=== Task objective ===
Only a number is expected: how many lines in the entries that follow contain the word "AnchorsCreated"?

::::

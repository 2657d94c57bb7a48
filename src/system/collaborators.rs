//! Interfaces of the external collaborators the service is bound to.
//!
//! The service never owns the engine, session or location provider; it only
//! issues commands and listens to their event channels.

use std::sync::Arc;

use crate::anchor::{Anchor, AnchorId, AnchorPayload};
use crate::config::AnchorsConfiguration;
use crate::geometry::SE3;

use super::channel::EventChannel;
use super::messages::{EngineEvent, SessionEvent};

/// Capture session whose lifecycle the service mirrors.
pub trait Session: Send + Sync {
    fn events(&self) -> &EventChannel<SessionEvent>;
}

/// Location services used by the engine to bootstrap localization.
pub trait LocationProvider: Send + Sync {
    fn start(&self);
    fn stop(&self);
}

/// Localization and anchor tracking engine.
///
/// Implementations may publish events from inside any of these calls; the
/// service never holds its own lock while calling into the engine.
pub trait LocalizationEngine: Send + Sync {
    fn start_localization(&self, config: &AnchorsConfiguration);

    fn stop_localization(&self);

    /// Request one anchor per pose. Returns the fresh identifiers in input
    /// order.
    fn create_anchors(&self, poses: &[SE3]) -> Vec<AnchorId>;

    /// Request restoration of previously created anchors. Returns one
    /// `Pending` anchor per payload, in input order.
    fn restore_anchors(&self, payloads: &[AnchorPayload]) -> Vec<Arc<Anchor>>;

    fn pause_tracking(&self, anchors: &[Arc<Anchor>]);

    fn resume_tracking(&self, anchors: &[Arc<Anchor>]);

    fn events(&self) -> &EventChannel<EngineEvent>;
}
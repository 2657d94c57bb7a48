//! Bounded wait for anchors created through the legacy deferred path.
//!
//! The deferred path asks the engine for anchors and only learns about them
//! when the engine's creation event lands in the registry. Waiting never
//! fails: on timeout the caller gets whatever subset is registered.

use std::sync::{Arc, Weak};
use std::time::{Duration, Instant};

use tracing::{debug, warn};

use crate::anchor::{Anchor, AnchorId};

use super::shared_state::SharedState;

/// Wait up to `timeout` for every id in `ids` to be registered.
///
/// Returns the registered anchors among `ids`, in request order.
pub fn await_created(
    shared: &SharedState,
    ids: &[AnchorId],
    timeout: Duration,
    poll_interval: Duration,
) -> Vec<Arc<Anchor>> {
    // Too large to represent as an instant: wait without a deadline.
    let deadline = Instant::now().checked_add(timeout);
    let complete = shared.wait_until(deadline, poll_interval, |state| {
        state.registry.contains_all(ids)
    });

    let anchors = shared.lock().registry.select(ids);
    if complete {
        debug!("All {} requested anchors registered", ids.len());
    } else {
        warn!(
            "Anchor creation timed out after {:?}: {}/{} anchors registered",
            timeout,
            anchors.len(),
            ids.len()
        );
    }
    anchors
}

/// Handle for anchors requested through the legacy deferred path.
///
/// The engine has accepted the request; `wait` blocks until the anchors are
/// registered or the creation timeout elapses.
#[derive(Debug)]
pub struct PendingAnchors {
    ids: Vec<AnchorId>,
    shared: Weak<SharedState>,
    timeout: Duration,
    poll_interval: Duration,
}

impl PendingAnchors {
    pub(crate) fn new(
        ids: Vec<AnchorId>,
        shared: &Arc<SharedState>,
        timeout: Duration,
        poll_interval: Duration,
    ) -> Self {
        Self {
            ids,
            shared: Arc::downgrade(shared),
            timeout,
            poll_interval,
        }
    }

    /// Identifiers assigned by the engine, in request order.
    pub fn ids(&self) -> &[AnchorId] {
        &self.ids
    }

    /// Anchors if all of them are already registered, without blocking.
    pub fn try_collect(&self) -> Option<Vec<Arc<Anchor>>> {
        let shared = self.shared.upgrade()?;
        let state = shared.lock();
        state
            .registry
            .contains_all(&self.ids)
            .then(|| state.registry.select(&self.ids))
    }

    /// Block until the anchors are registered or the creation timeout elapses.
    pub fn wait(self) -> Vec<Arc<Anchor>> {
        let timeout = self.timeout;
        self.wait_timeout(timeout)
    }

    pub fn wait_timeout(self, timeout: Duration) -> Vec<Arc<Anchor>> {
        match self.shared.upgrade() {
            Some(shared) => await_created(&shared, &self.ids, timeout, self.poll_interval),
            None => {
                warn!("Anchor service dropped before creation completed");
                Vec::new()
            }
        }
    }
}

#[cfg(test)]
mod tests {
    use std::thread;

    use crate::geometry::SE3;

    use super::*;

    const POLL: Duration = Duration::from_millis(1);

    #[test]
    fn test_await_created_returns_empty_on_timeout() {
        let shared = SharedState::new();
        let ids = vec![AnchorId::new_v4(), AnchorId::new_v4()];
        let start = Instant::now();

        let anchors = await_created(&shared, &ids, Duration::from_millis(30), POLL);

        assert!(anchors.is_empty());
        assert!(start.elapsed() >= Duration::from_millis(30));
        assert!(start.elapsed() < Duration::from_secs(2));
    }

    #[test]
    fn test_await_created_returns_partial_subset() {
        let shared = SharedState::new();
        let present = Arc::new(Anchor::created(AnchorId::new_v4(), SE3::identity()));
        shared.lock().registry.insert_if_absent(Arc::clone(&present));

        let ids = vec![AnchorId::new_v4(), present.id()];
        let anchors = await_created(&shared, &ids, Duration::from_millis(10), POLL);

        assert_eq!(anchors.len(), 1);
        assert!(Arc::ptr_eq(&anchors[0], &present));
    }

    #[test]
    fn test_await_created_resolves_early() {
        let shared = SharedState::new();
        let anchor = Arc::new(Anchor::created(AnchorId::new_v4(), SE3::identity()));
        let ids = vec![anchor.id()];

        let writer = Arc::clone(&shared);
        let handle = thread::spawn(move || {
            thread::sleep(Duration::from_millis(10));
            writer.lock().registry.insert_if_absent(anchor);
            writer.notify_changed();
        });

        let start = Instant::now();
        let anchors = await_created(&shared, &ids, Duration::from_secs(5), POLL);
        handle.join().unwrap();

        assert_eq!(anchors.len(), 1);
        assert!(start.elapsed() < Duration::from_secs(5));
    }

    #[test]
    fn test_await_created_with_unrepresentable_timeout() {
        let shared = SharedState::new();
        let anchor = Arc::new(Anchor::created(AnchorId::new_v4(), SE3::identity()));
        shared.lock().registry.insert_if_absent(Arc::clone(&anchor));

        let anchors = await_created(&shared, &[anchor.id()], Duration::MAX, POLL);

        assert_eq!(anchors.len(), 1);
    }

    #[test]
    fn test_pending_anchors_after_service_dropped() {
        let shared = SharedState::new();
        let pending = PendingAnchors::new(vec![AnchorId::new_v4()], &shared, Duration::from_secs(5), POLL);
        drop(shared);

        assert!(pending.try_collect().is_none());
        assert!(pending.wait().is_empty());
    }

    #[test]
    fn test_try_collect_requires_all_ids() {
        let shared = SharedState::new();
        let anchor = Arc::new(Anchor::created(AnchorId::new_v4(), SE3::identity()));
        let pending = PendingAnchors::new(
            vec![anchor.id()],
            &shared,
            Duration::from_millis(10),
            POLL,
        );
        assert!(pending.try_collect().is_none());

        shared.lock().registry.insert_if_absent(anchor);
        assert_eq!(pending.try_collect().map(|a| a.len()), Some(1));
    }
}
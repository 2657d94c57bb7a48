//! Localization state reported by the engine and the tracker holding it.

pub mod state;
pub mod tracker;

pub use state::{LocalizationFailureReason, LocalizationState, LocalizationStateUpdate};
pub use tracker::LocalizationTracker;
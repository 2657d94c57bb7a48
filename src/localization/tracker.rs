//! Holder for the latest localization state reported by the engine.
//!
//! Transitions are not validated: the engine is trusted to report legal
//! sequences. The state gates anchor creation and drives restart waits.

use tracing::{info, warn};

use super::state::{LocalizationFailureReason, LocalizationState, LocalizationStateUpdate};

#[derive(Debug, Default)]
pub struct LocalizationTracker {
    current: LocalizationStateUpdate,
    transitions: u64,
}

impl LocalizationTracker {
    pub fn new() -> Self {
        Self::default()
    }

    /// Overwrite the snapshot with an engine report. Returns the previous one.
    pub fn apply(&mut self, update: LocalizationStateUpdate) -> LocalizationStateUpdate {
        let previous = std::mem::replace(&mut self.current, update);
        self.transitions += 1;

        if update.state == LocalizationState::Failed {
            warn!(
                "Localization failed ({:?}), was {:?}",
                update.failure_reason, previous.state
            );
        } else if previous.state != update.state {
            info!("Localization state {:?} -> {:?}", previous.state, update.state);
        }

        previous
    }

    pub fn state(&self) -> LocalizationState {
        self.current.state
    }

    /// Failure reason of the current state; `None` unless the state is `Failed`.
    pub fn failure_reason(&self) -> LocalizationFailureReason {
        match self.current.state {
            LocalizationState::Failed => self.current.failure_reason,
            _ => LocalizationFailureReason::None,
        }
    }

    pub fn snapshot(&self) -> LocalizationStateUpdate {
        LocalizationStateUpdate {
            state: self.current.state,
            failure_reason: self.failure_reason(),
        }
    }

    pub fn is_localized(&self) -> bool {
        self.current.state == LocalizationState::Localized
    }

    /// Number of engine reports applied so far.
    pub fn transitions(&self) -> u64 {
        self.transitions
    }
}
//! Localization state as reported by the engine.

/// Coarse state of the localization engine.
#[derive(Debug, Clone, Copy, PartialEq, Eq, Default)]
pub enum LocalizationState {
    /// Localization is not running.
    #[default]
    Stopped,
    /// Running, no fix yet.
    Localizing,
    /// The device pose is known relative to the real world.
    Localized,
    /// Localization gave up. See the failure reason.
    Failed,
}

/// Why localization failed. Only meaningful while the state is `Failed`.
#[derive(Debug, Clone, Copy, PartialEq, Eq, Default)]
pub enum LocalizationFailureReason {
    #[default]
    None,
    Unknown,
    /// The engine could not reach its backend.
    CloudUnavailable,
    /// No fix within the configured localization timeout.
    Timeout,
    /// The configured request time limit was exhausted.
    RequestLimitExceeded,
    /// Location services refused to start.
    LocationUnavailable,
    Canceled,
}

/// State plus failure reason, as delivered to clients.
#[derive(Debug, Clone, Copy, PartialEq, Eq, Default)]
pub struct LocalizationStateUpdate {
    pub state: LocalizationState,
    pub failure_reason: LocalizationFailureReason,
}

impl LocalizationStateUpdate {
    pub fn new(state: LocalizationState) -> Self {
        Self {
            state,
            failure_reason: LocalizationFailureReason::None,
        }
    }

    pub fn failed(reason: LocalizationFailureReason) -> Self {
        Self {
            state: LocalizationState::Failed,
            failure_reason: reason,
        }
    }
}
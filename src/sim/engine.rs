//! Simulated localization engine.
//!
//! Records every command in a `CallLog` and publishes events either
//! synchronously from inside a command (per `EngineBehavior`) or when driven
//! explicitly (`localize`, `deliver_created`, `resolve`).

use std::collections::HashSet;
use std::sync::Arc;

use parking_lot::Mutex;
use tracing::debug;
use uuid::Uuid;

use crate::anchor::{Anchor, AnchorId, AnchorPayload, AnchorStatus, AnchorUpdate};
use crate::config::AnchorsConfiguration;
use crate::geometry::SE3;
use crate::localization::{LocalizationFailureReason, LocalizationState, LocalizationStateUpdate};
use crate::system::channel::EventChannel;
use crate::system::collaborators::LocalizationEngine;
use crate::system::messages::EngineEvent;

use super::call_log::{Call, CallLog};

/// When the engine announces anchors requested through `create_anchors`.
#[derive(Debug, Clone, Copy, PartialEq, Eq, Default)]
pub enum CreationEvents {
    /// Never; the caller registers them itself.
    #[default]
    Never,
    /// From inside `create_anchors`.
    Immediate,
    /// On the next `deliver_created`.
    Deferred,
}

/// Scripted reactions of the simulated engine.
#[derive(Debug, Clone, PartialEq, Eq)]
pub struct EngineBehavior {
    /// State reported from inside `start_localization`.
    pub on_start: Option<LocalizationState>,
    /// State reported from inside `stop_localization`.
    pub on_stop: Option<LocalizationState>,
    pub creation_events: CreationEvents,
}

impl Default for EngineBehavior {
    fn default() -> Self {
        Self {
            on_start: Some(LocalizationState::Localizing),
            on_stop: Some(LocalizationState::Stopped),
            creation_events: CreationEvents::Never,
        }
    }
}

pub struct SimulatedEngine {
    log: CallLog,
    events: EventChannel<EngineEvent>,
    behavior: Mutex<EngineBehavior>,
    deferred: Mutex<Vec<Arc<Anchor>>>,
    tracking: Mutex<HashSet<AnchorId>>,
    last_config: Mutex<Option<AnchorsConfiguration>>,
}

impl SimulatedEngine {
    pub fn new(log: CallLog) -> Self {
        Self::with_behavior(log, EngineBehavior::default())
    }

    pub fn with_behavior(log: CallLog, behavior: EngineBehavior) -> Self {
        Self {
            log,
            events: EventChannel::new(),
            behavior: Mutex::new(behavior),
            deferred: Mutex::new(Vec::new()),
            tracking: Mutex::new(HashSet::new()),
            last_config: Mutex::new(None),
        }
    }

    /// Change the scripted behavior.
    pub fn configure<F: FnOnce(&mut EngineBehavior)>(&self, f: F) {
        f(&mut *self.behavior.lock());
    }

    pub fn report_state(&self, state: LocalizationState) {
        self.events
            .publish(&EngineEvent::LocalizationStateChanged(LocalizationStateUpdate::new(state)));
    }

    pub fn report_failure(&self, reason: LocalizationFailureReason) {
        self.events
            .publish(&EngineEvent::LocalizationStateChanged(LocalizationStateUpdate::failed(reason)));
    }

    pub fn localize(&self) {
        self.report_state(LocalizationState::Localized);
    }

    /// Announce anchors held back by `CreationEvents::Deferred`.
    /// Returns how many were delivered.
    pub fn deliver_created(&self) -> usize {
        let anchors = std::mem::take(&mut *self.deferred.lock());
        let count = anchors.len();
        if count > 0 {
            self.events.publish(&EngineEvent::AnchorsCreated(anchors));
        }
        count
    }

    /// Report an anchor as resolved at `pose`, along with its payload.
    pub fn resolve(&self, id: AnchorId, pose: SE3) {
        self.events.publish(&EngineEvent::AnchorsUpdated(vec![AnchorUpdate {
            id,
            status: AnchorStatus::Success,
            pose: Some(pose),
            payload: Some(Self::payload_for(id)),
        }]));
    }

    pub fn publish(&self, event: EngineEvent) {
        self.events.publish(&event);
    }

    /// Payload the simulated engine uses for an anchor: the id's bytes.
    pub fn payload_for(id: AnchorId) -> AnchorPayload {
        AnchorPayload::from(id.as_uuid().as_bytes().as_slice())
    }

    pub fn is_tracking(&self, id: AnchorId) -> bool {
        self.tracking.lock().contains(&id)
    }

    /// Number of anchors the engine is tracking.
    pub fn tracked_count(&self) -> usize {
        self.tracking.lock().len()
    }

    pub fn last_config(&self) -> Option<AnchorsConfiguration> {
        self.last_config.lock().clone()
    }

    pub fn subscriber_count(&self) -> usize {
        self.events.subscriber_count()
    }

    fn id_from_payload(payload: &AnchorPayload) -> AnchorId {
        Uuid::from_slice(payload.as_bytes())
            .map(AnchorId::new)
            .unwrap_or_else(|_| AnchorId::new_v4())
    }
}

impl LocalizationEngine for SimulatedEngine {
    fn start_localization(&self, config: &AnchorsConfiguration) {
        self.log.push(Call::StartLocalization);
        *self.last_config.lock() = Some(config.clone());

        let on_start = self.behavior.lock().on_start;
        if let Some(state) = on_start {
            self.report_state(state);
        }
    }

    fn stop_localization(&self) {
        self.log.push(Call::StopLocalization);

        let on_stop = self.behavior.lock().on_stop;
        if let Some(state) = on_stop {
            self.report_state(state);
        }
    }

    fn create_anchors(&self, poses: &[SE3]) -> Vec<AnchorId> {
        let ids: Vec<AnchorId> = poses.iter().map(|_| AnchorId::new_v4()).collect();
        self.log.push(Call::CreateAnchors(ids.clone()));

        let anchors: Vec<Arc<Anchor>> = ids
            .iter()
            .zip(poses)
            .map(|(id, pose)| Arc::new(Anchor::created(*id, *pose)))
            .collect();

        let mode = self.behavior.lock().creation_events;
        match mode {
            CreationEvents::Never => {}
            CreationEvents::Immediate => self.events.publish(&EngineEvent::AnchorsCreated(anchors)),
            CreationEvents::Deferred => self.deferred.lock().extend(anchors),
        }
        ids
    }

    fn restore_anchors(&self, payloads: &[AnchorPayload]) -> Vec<Arc<Anchor>> {
        let anchors: Vec<Arc<Anchor>> = payloads
            .iter()
            .map(|p| Arc::new(Anchor::restored(Self::id_from_payload(p), p.clone())))
            .collect();
        self.log.push(Call::RestoreAnchors(Call::ids(&anchors)));
        anchors
    }

    fn pause_tracking(&self, anchors: &[Arc<Anchor>]) {
        let ids = Call::ids(anchors);
        debug!("Engine pausing {} anchors", ids.len());
        {
            let mut tracking = self.tracking.lock();
            for id in &ids {
                tracking.remove(id);
            }
        }
        self.log.push(Call::PauseTracking(ids));
    }

    fn resume_tracking(&self, anchors: &[Arc<Anchor>]) {
        let ids = Call::ids(anchors);
        debug!("Engine resuming {} anchors", ids.len());
        self.tracking.lock().extend(ids.iter().copied());
        self.log.push(Call::ResumeTracking(ids));
    }

    fn events(&self) -> &EventChannel<EngineEvent> {
        &self.events
    }
}

impl std::fmt::Debug for SimulatedEngine {
    fn fmt(&self, f: &mut std::fmt::Formatter<'_>) -> std::fmt::Result {
        f.debug_struct("SimulatedEngine")
            .field("behavior", &*self.behavior.lock())
            .field("deferred", &self.deferred.lock().len())
            .field("tracking", &self.tracking.lock().len())
            .finish()
    }
}

#[cfg(test)]
mod tests {
    use nalgebra::Vector3;

    use super::*;

    #[test]
    fn test_restore_maps_payload_back_to_id() {
        let engine = SimulatedEngine::new(CallLog::new());
        let id = AnchorId::new_v4();

        let restored = engine.restore_anchors(&[SimulatedEngine::payload_for(id)]);

        assert_eq!(restored.len(), 1);
        assert_eq!(restored[0].id(), id);
        assert_eq!(restored[0].status(), AnchorStatus::Pending);
    }

    #[test]
    fn test_foreign_payload_gets_fresh_id() {
        let engine = SimulatedEngine::new(CallLog::new());
        let restored = engine.restore_anchors(&[AnchorPayload::from(vec![1u8, 2, 3])]);
        assert_eq!(restored.len(), 1);
    }

    #[test]
    fn test_deferred_creation_is_held_until_delivered() {
        let engine = SimulatedEngine::new(CallLog::new());
        engine.configure(|b| b.creation_events = CreationEvents::Deferred);
        let (_, rx) = engine.events().subscribe_channel();

        let ids = engine.create_anchors(&[SE3::from_translation(Vector3::new(1.0, 0.0, 0.0))]);
        assert!(rx.try_recv().is_err());

        assert_eq!(engine.deliver_created(), 1);
        match rx.try_recv().unwrap() {
            EngineEvent::AnchorsCreated(anchors) => assert_eq!(anchors[0].id(), ids[0]),
            other => panic!("unexpected event {other:?}"),
        }
        assert_eq!(engine.deliver_created(), 0);
    }

    #[test]
    fn test_tracking_set_follows_pause_and_resume() {
        let log = CallLog::new();
        let engine = SimulatedEngine::new(log.clone());
        let anchor = Arc::new(Anchor::created(AnchorId::new_v4(), SE3::identity()));

        engine.resume_tracking(&[Arc::clone(&anchor)]);
        assert!(engine.is_tracking(anchor.id()));
        engine.pause_tracking(&[Arc::clone(&anchor)]);
        assert!(!engine.is_tracking(anchor.id()));

        assert_eq!(log.resumed(), vec![vec![anchor.id()]]);
        assert_eq!(log.paused(), vec![vec![anchor.id()]]);
    }
}
//! Event types delivered to the service by its collaborators.
//!
//! These flow over `EventChannel`s and may arrive on any thread, at any time
//! relative to client calls.

use std::sync::Arc;

use crate::anchor::{Anchor, AnchorUpdate};
use crate::localization::LocalizationStateUpdate;

/// Lifecycle notifications from the capture session.
#[derive(Debug, Clone, Copy, PartialEq, Eq)]
pub enum SessionEvent {
    /// The session stopped producing frames. Anchor tracking should pause.
    Paused,
    /// The session (re)started running. Anchor tracking should resume.
    Resumed,
    /// The session is gone for good.
    Deinitialized,
}

/// Notifications from the localization engine.
#[derive(Debug, Clone)]
pub enum EngineEvent {
    /// The engine's coarse localization state changed.
    LocalizationStateChanged(LocalizationStateUpdate),

    /// Anchors created by the engine became available.
    ///
    /// Anchors created through `AnchorService::create_anchors` are registered
    /// right away; anchors from the legacy deferred path are only registered
    /// once this event arrives.
    AnchorsCreated(Vec<Arc<Anchor>>),

    /// Pose, status or payload changes for existing anchors.
    AnchorsUpdated(Vec<AnchorUpdate>),
}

::::

=== Solution to this task ===
4